How to complete this task ->
Starting at the first line of the data below, repeat each line word for word up to and including the line with "use webrtc::interceptor::registry::Registry;".

Recorded data ->
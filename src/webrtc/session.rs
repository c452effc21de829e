//! Per-viewer media session
//!
//! One [`MediaSession`] per remote viewer: an RTCPeerConnection wrapped
//! in the `Negotiating → Connected → {Failed, Closed}` state machine.
//! Track set and state change only through transport events routed
//! here; nothing outside this module mutates them.

use std::sync::atomic::{AtomicBool, Ordering};
use std::sync::Arc;
use std::time::Instant;

use tokio::sync::{watch, Mutex};
use webrtc::api::interceptor_registry::register_default_interceptors;
use webrtc::api::media_engine::MediaEngine;
use webrtc::api::APIBuilder;
use webrtc::data_channel::RTCDataChannel;
use webrtc::ice_transport::ice_server::RTCIceServer;
use webrtc::interceptor::registry::Registry;
use webrtc::peer_connection::configuration::RTCConfiguration;
use webrtc::peer_connection::peer_connection_state::RTCPeerConnectionState;
use webrtc::peer_connection::sdp::session_description::RTCSessionDescription;
use webrtc::peer_connection::RTCPeerConnection;
use webrtc::rtp_transceiver::rtp_codec::RTPCodecType;
use webrtc::track::track_local::TrackLocal;
use webrtc::track::track_remote::TrackRemote;

use crate::error::{AppError, Result};
use crate::events::{EventBus, SystemEvent};

use super::config::BrokerConfig;
use super::datachannel;
use super::relay::MediaRelay;
use super::signaling::{SdpAnswer, SdpOffer, SessionDescriptor, SessionState};
use super::sink::RecordingSink;
use super::source::AudioSource;

/// One remote viewer's connection.
pub struct MediaSession {
    session_id: String,
    pc: Arc<RTCPeerConnection>,
    state_tx: Arc<watch::Sender<SessionState>>,
    state_rx: watch::Receiver<SessionState>,
    relay: Arc<MediaRelay>,
    sink: Arc<Mutex<RecordingSink>>,
    events: Arc<EventBus>,
    created_at: Instant,
    released: AtomicBool,
}

impl MediaSession {
    /// Create a session for an incoming offer and produce the answer.
    ///
    /// The session comes back in `Negotiating` with its local media
    /// attached: one audio source track and the shared relay video
    /// track. A malformed or incompatible offer fails without leaving
    /// anything live.
    pub async fn negotiate(
        config: &BrokerConfig,
        relay: Arc<MediaRelay>,
        events: Arc<EventBus>,
        offer: SdpOffer,
    ) -> Result<(Arc<Self>, SdpAnswer)> {
        let remote = RTCSessionDescription::offer(offer.sdp)
            .map_err(|e| AppError::Negotiation(format!("invalid SDP offer: {e}")))?;

        let session_id = uuid::Uuid::new_v4().to_string();
        let pc = Arc::new(build_peer(config).await?);

        let sink = Arc::new(Mutex::new(RecordingSink::open(
            config.record_to.as_deref(),
        )?));

        let (state_tx, state_rx) = watch::channel(SessionState::Negotiating);
        let state_tx = Arc::new(state_tx);

        let session = Arc::new(Self {
            session_id: session_id.clone(),
            pc: pc.clone(),
            state_tx: state_tx.clone(),
            state_rx,
            relay: relay.clone(),
            sink: sink.clone(),
            events: events.clone(),
            created_at: Instant::now(),
            released: AtomicBool::new(false),
        });

        // Local media the answer will reference: pre-recorded audio plus
        // the shared relay video output
        let audio_source = AudioSource::new(config.audio_source.clone());
        let audio_track = audio_source.create_track(&session_id);
        pc.add_track(audio_track.clone() as Arc<dyn TrackLocal + Send + Sync>)
            .await
            .map_err(|e| AppError::WebRtc(format!("failed to add audio track: {e}")))?;

        let relay_track = relay.subscribe(&session_id).await;
        pc.add_track(relay_track as Arc<dyn TrackLocal + Send + Sync>)
            .await
            .map_err(|e| AppError::WebRtc(format!("failed to add relay track: {e}")))?;

        session.install_handlers();

        // Playback starts once the transport is up
        {
            let mut state_rx = session.state_watch();
            let source = audio_source.clone();
            let id = session_id.clone();
            tokio::spawn(async move {
                loop {
                    let state = *state_rx.borrow_and_update();
                    if state == SessionState::Connected {
                        source.start_playback(&id, audio_track);
                        break;
                    }
                    if state.is_terminal() || state_rx.changed().await.is_err() {
                        break;
                    }
                }
            });
        }

        // Offer/answer exchange; the answer carries the gathered
        // candidates (non-trickle)
        let answer = match session.apply_offer(remote).await {
            Ok(answer) => answer,
            Err(e) => {
                session.release().await;
                return Err(e);
            }
        };

        Ok((session, answer))
    }

    async fn apply_offer(&self, remote: RTCSessionDescription) -> Result<SdpAnswer> {
        self.pc
            .set_remote_description(remote)
            .await
            .map_err(|e| AppError::Negotiation(format!("failed to apply offer: {e}")))?;

        let answer = self
            .pc
            .create_answer(None)
            .await
            .map_err(|e| AppError::Negotiation(format!("failed to create answer: {e}")))?;

        let mut gather_complete = self.pc.gathering_complete_promise().await;
        self.pc
            .set_local_description(answer)
            .await
            .map_err(|e| AppError::Negotiation(format!("failed to set answer: {e}")))?;
        let _ = gather_complete.recv().await;

        let local = self
            .pc
            .local_description()
            .await
            .ok_or_else(|| AppError::Negotiation("no local description produced".to_string()))?;

        Ok(SdpAnswer::new(local.sdp, self.session_id.clone()))
    }

    /// Wire transport events to state transitions and side effects.
    fn install_handlers(self: &Arc<Self>) {
        // Connection state drives the session state machine
        let state_tx = self.state_tx.clone();
        let events = self.events.clone();
        let session_id = self.session_id.clone();
        self.pc
            .on_peer_connection_state_change(Box::new(move |s: RTCPeerConnectionState| {
                let state_tx = state_tx.clone();
                let events = events.clone();
                let session_id = session_id.clone();

                Box::pin(async move {
                    tracing::info!("{} transport state: {}", session_id, s);
                    if let Some(next) = map_transport_state(s) {
                        if apply_transition(&state_tx, next) {
                            events.publish(SystemEvent::SessionStateChanged {
                                session_id,
                                state: next,
                            });
                        }
                    }
                })
            }));

        // Inbound tracks: audio -> recording sink, video -> shared relay
        let session = self.clone();
        self.pc.on_track(Box::new(move |track, _receiver, _transceiver| {
            let session = session.clone();
            Box::pin(async move {
                session.handle_track(track).await;
            })
        }));

        // Data channel: echo protocol
        let session_id = self.session_id.clone();
        self.pc.on_data_channel(Box::new(move |dc: Arc<RTCDataChannel>| {
            let session_id = session_id.clone();
            Box::pin(async move {
                datachannel::attach_echo(&session_id, dc);
            })
        }));
    }

    async fn handle_track(&self, track: Arc<TrackRemote>) {
        let kind = track.kind();
        tracing::info!("{} track received: {}", self.session_id, kind);
        self.events.publish(SystemEvent::TrackStarted {
            session_id: self.session_id.clone(),
            kind: kind.to_string(),
        });

        match kind {
            RTPCodecType::Audio => self.drain_audio(track),
            RTPCodecType::Video => self.relay.publish_track(&self.session_id, track),
            _ => {}
        }
    }

    /// Pump inbound audio into the recording sink until the track ends.
    fn drain_audio(&self, track: Arc<TrackRemote>) {
        let sink = self.sink.clone();
        let events = self.events.clone();
        let session_id = self.session_id.clone();

        tokio::spawn(async move {
            loop {
                match track.read_rtp().await {
                    Ok((packet, _)) => {
                        let mut sink = sink.lock().await;
                        if let Err(e) = sink.write_rtp(&packet) {
                            tracing::warn!("{} recording write failed: {}", session_id, e);
                            break;
                        }
                    }
                    Err(e) => {
                        tracing::debug!("{} audio track ended: {}", session_id, e);
                        break;
                    }
                }
            }

            // Track ended: the sink stops with it
            if let Err(e) = sink.lock().await.close() {
                tracing::warn!("{} recording close failed: {}", session_id, e);
            }
            events.publish(SystemEvent::TrackEnded {
                session_id,
                kind: "audio".to_string(),
            });
        });
    }

    /// Explicit shutdown: transition to `Closed` and release.
    pub async fn close(&self) {
        apply_transition(&self.state_tx, SessionState::Closed);
        self.release().await;
    }

    /// Release every resource the session owns: recording sink, relay
    /// subscription, peer connection. Idempotent; the state is terminal
    /// before anything is torn down.
    pub async fn release(&self) {
        if self.released.swap(true, Ordering::SeqCst) {
            return;
        }

        // Whatever got us here, the state must reflect the teardown
        apply_transition(&self.state_tx, SessionState::Closed);

        if let Err(e) = self.sink.lock().await.close() {
            tracing::warn!("{} recording close failed: {}", self.session_id, e);
        }
        self.relay.unsubscribe(&self.session_id).await;
        if let Err(e) = self.pc.close().await {
            tracing::debug!("{} peer close failed: {}", self.session_id, e);
        }

        tracing::info!("{} released", self.session_id);
    }

    pub fn session_id(&self) -> &str {
        &self.session_id
    }

    pub fn state(&self) -> SessionState {
        *self.state_rx.borrow()
    }

    /// Subscribe to state changes
    pub fn state_watch(&self) -> watch::Receiver<SessionState> {
        self.state_rx.clone()
    }

    pub fn descriptor(&self) -> SessionDescriptor {
        SessionDescriptor {
            session_id: self.session_id.clone(),
            state: self.state(),
            age_secs: self.created_at.elapsed().as_secs(),
        }
    }
}

/// Map transport connection states onto the session state machine.
fn map_transport_state(state: RTCPeerConnectionState) -> Option<SessionState> {
    match state {
        RTCPeerConnectionState::Connected => Some(SessionState::Connected),
        // A dropped transport is a failure: no reconnection supported
        RTCPeerConnectionState::Failed | RTCPeerConnectionState::Disconnected => {
            Some(SessionState::Failed)
        }
        RTCPeerConnectionState::Closed => Some(SessionState::Closed),
        _ => None,
    }
}

/// Apply a state transition, refusing to leave a terminal state.
/// Returns whether the state actually changed.
fn apply_transition(tx: &watch::Sender<SessionState>, next: SessionState) -> bool {
    tx.send_if_modified(|current| {
        if current.is_terminal() || *current == next {
            return false;
        }
        *current = next;
        true
    })
}

/// Build the peer connection the way every session does: default codec
/// set, default interceptors, ICE servers from config.
async fn build_peer(config: &BrokerConfig) -> Result<RTCPeerConnection> {
    let mut media_engine = MediaEngine::default();
    media_engine
        .register_default_codecs()
        .map_err(|e| AppError::Negotiation(format!("failed to register codecs: {e}")))?;

    let mut registry = Registry::new();
    registry = register_default_interceptors(registry, &mut media_engine)
        .map_err(|e| AppError::Negotiation(format!("failed to register interceptors: {e}")))?;

    let api = APIBuilder::new()
        .with_media_engine(media_engine)
        .with_interceptor_registry(registry)
        .build();

    let mut ice_servers = vec![];
    for stun_url in &config.stun_servers {
        ice_servers.push(RTCIceServer {
            urls: vec![stun_url.clone()],
            ..Default::default()
        });
    }
    for turn in &config.turn_servers {
        ice_servers.push(RTCIceServer {
            urls: turn.urls.clone(),
            username: turn.username.clone(),
            credential: turn.credential.clone(),
            ..Default::default()
        });
    }

    let rtc_config = RTCConfiguration {
        ice_servers,
        ..Default::default()
    };

    api.new_peer_connection(rtc_config)
        .await
        .map_err(|e| AppError::WebRtc(format!("failed to create peer connection: {e}")))
}

#[cfg(test)]
mod tests {
    use super::*;

    #[test]
    fn test_transport_state_mapping() {
        assert_eq!(
            map_transport_state(RTCPeerConnectionState::Connected),
            Some(SessionState::Connected)
        );
        assert_eq!(
            map_transport_state(RTCPeerConnectionState::Failed),
            Some(SessionState::Failed)
        );
        assert_eq!(
            map_transport_state(RTCPeerConnectionState::Disconnected),
            Some(SessionState::Failed)
        );
        assert_eq!(
            map_transport_state(RTCPeerConnectionState::Closed),
            Some(SessionState::Closed)
        );
        assert_eq!(map_transport_state(RTCPeerConnectionState::Connecting), None);
        assert_eq!(map_transport_state(RTCPeerConnectionState::New), None);
    }

    #[test]
    fn test_no_transition_out_of_terminal() {
        let (tx, rx) = watch::channel(SessionState::Negotiating);

        assert!(apply_transition(&tx, SessionState::Connected));
        assert!(apply_transition(&tx, SessionState::Failed));
        assert_eq!(*rx.borrow(), SessionState::Failed);

        // Terminal states are sticky
        assert!(!apply_transition(&tx, SessionState::Connected));
        assert!(!apply_transition(&tx, SessionState::Closed));
        assert_eq!(*rx.borrow(), SessionState::Failed);
    }

    #[test]
    fn test_same_state_is_not_a_transition() {
        let (tx, _rx) = watch::channel(SessionState::Negotiating);
        assert!(!apply_transition(&tx, SessionState::Negotiating));
    }
}
//! Recording sinks for inbound audio
//!
//! Every inbound audio track is drained into a sink: an Ogg/Opus writer
//! when a record destination is configured, a discard sink otherwise.
//! Sinks are closed when their track ends or the session is released.

use std::fs::File;
use std::path::Path;

use webrtc::media::io::ogg_writer::OggWriter;
use webrtc::media::io::Writer;

use crate::error::{AppError, Result};

/// Opus sample rate used for recordings
const OPUS_SAMPLE_RATE: u32 = 48000;
/// Opus channel count used for recordings
const OPUS_CHANNELS: u8 = 2;

enum SinkBackend {
    Ogg(OggWriter<File>),
    Blackhole,
}

/// Consumes one audio track's RTP packets.
pub struct RecordingSink {
    backend: SinkBackend,
    packets: u64,
    closed: bool,
}

impl RecordingSink {
    /// Open a sink for the given destination; `None` discards.
    pub fn open(record_to: Option<&Path>) -> Result<Self> {
        let backend = match record_to {
            Some(path) => {
                let writer = OggWriter::new(File::create(path)?, OPUS_SAMPLE_RATE, OPUS_CHANNELS)
                    .map_err(|e| AppError::Media(format!("failed to open ogg writer: {e}")))?;
                tracing::info!("Recording inbound audio to {}", path.display());
                SinkBackend::Ogg(writer)
            }
            None => SinkBackend::Blackhole,
        };
        Ok(Self {
            backend,
            packets: 0,
            closed: false,
        })
    }

    /// Write one RTP packet. Writes after close are dropped.
    pub fn write_rtp(&mut self, packet: &rtp::packet::Packet) -> Result<()> {
        if self.closed {
            return Ok(());
        }
        if let SinkBackend::Ogg(writer) = &mut self.backend {
            writer
                .write_rtp(packet)
                .map_err(|e| AppError::Media(format!("recording write failed: {e}")))?;
        }
        self.packets += 1;
        Ok(())
    }

    /// Flush and close. Idempotent.
    pub fn close(&mut self) -> Result<()> {
        if self.closed {
            return Ok(());
        }
        self.closed = true;
        if let SinkBackend::Ogg(writer) = &mut self.backend {
            writer
                .close()
                .map_err(|e| AppError::Media(format!("recording close failed: {e}")))?;
        }
        tracing::debug!("Recording sink closed after {} packets", self.packets);
        Ok(())
    }

    /// Packets accepted so far
    pub fn packets_written(&self) -> u64 {
        self.packets
    }
}

#[cfg(test)]
mod tests {
    use super::*;

    use bytes::Bytes;
    use rtp::packet::Packet;

    fn opus_packet(seq: u16, timestamp: u32) -> Packet {
        Packet {
            header: rtp::header::Header {
                sequence_number: seq,
                timestamp,
                ..Default::default()
            },
            payload: Bytes::from_static(&[0xfc, 0xff, 0xfe]),
        }
    }

    #[test]
    fn test_blackhole_counts_packets() {
        let mut sink = RecordingSink::open(None).unwrap();
        sink.write_rtp(&opus_packet(1, 0)).unwrap();
        sink.write_rtp(&opus_packet(2, 960)).unwrap();
        assert_eq!(sink.packets_written(), 2);
        sink.close().unwrap();
    }

    #[test]
    fn test_close_is_idempotent() {
        let mut sink = RecordingSink::open(None).unwrap();
        sink.close().unwrap();
        sink.close().unwrap();

        // Writes after close are silently dropped
        sink.write_rtp(&opus_packet(1, 0)).unwrap();
        assert_eq!(sink.packets_written(), 0);
    }

    #[test]
    fn test_ogg_sink_writes_file() {
        let dir = tempfile::tempdir().unwrap();
        let path = dir.path().join("recording.ogg");

        let mut sink = RecordingSink::open(Some(&path)).unwrap();
        sink.write_rtp(&opus_packet(1, 0)).unwrap();
        sink.write_rtp(&opus_packet(2, 960)).unwrap();
        sink.close().unwrap();

        let size = std::fs::metadata(&path).unwrap().len();
        assert!(size > 0, "ogg file should contain header pages");
    }
}
//! Media session broker
//!
//! WebRTC-based real-time viewing of the supervised application:
//! - per-viewer sessions negotiated from SDP offers
//! - one shared relay fanning inbound video out to every session
//! - inbound audio drained into a recording (or discard) sink
//! - a pre-recorded audio source offered back to each peer
//! - DataChannel echo protocol for connectivity checks
//!
//! Architecture:
//! ```text
//! Viewer ---- SDP offer ----> SessionBroker::negotiate
//!                                  |
//!                                  v
//!                             MediaSession  (Negotiating -> Connected -> {Failed, Closed})
//!                               |      |
//!                    inbound audio    inbound video
//!                          |                |
//!                    RecordingSink     MediaRelay ----> all sessions' output tracks
//! ```

pub mod broker;
pub mod config;
pub mod datachannel;
pub mod relay;
pub mod session;
pub mod signaling;
pub mod sink;
pub mod source;

pub use broker::SessionBroker;
pub use config::{BrokerConfig, TurnServer, VideoCodec};
pub use relay::{MediaRelay, RelayEvent};
pub use session::MediaSession;
pub use signaling::{
    AnswerResponse, OfferRequest, SdpAnswer, SdpOffer, SessionDescriptor, SessionState,
};
pub use sink::RecordingSink;
pub use source::AudioSource;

Task solution ->
filename src/webrtc/session.rs
repository c452effc21de829e
//! Per-viewer media session
//!
//! One [`MediaSession`] per remote viewer: an RTCPeerConnection wrapped
//! in the `Negotiating → Connected → {Failed, Closed}` state machine.
//! Track set and state change only through transport events routed
//! here; nothing outside this module mutates them.

use std::sync::atomic::{AtomicBool, Ordering};
use std::sync::Arc;
use std::time::Instant;

use tokio::sync::{watch, Mutex};
use webrtc::api::interceptor_registry::register_default_interceptors;
use webrtc::api::media_engine::MediaEngine;
use webrtc::api::APIBuilder;
use webrtc::data_channel::RTCDataChannel;
use webrtc::ice_transport::ice_server::RTCIceServer;
use webrtc::interceptor::registry::Registry;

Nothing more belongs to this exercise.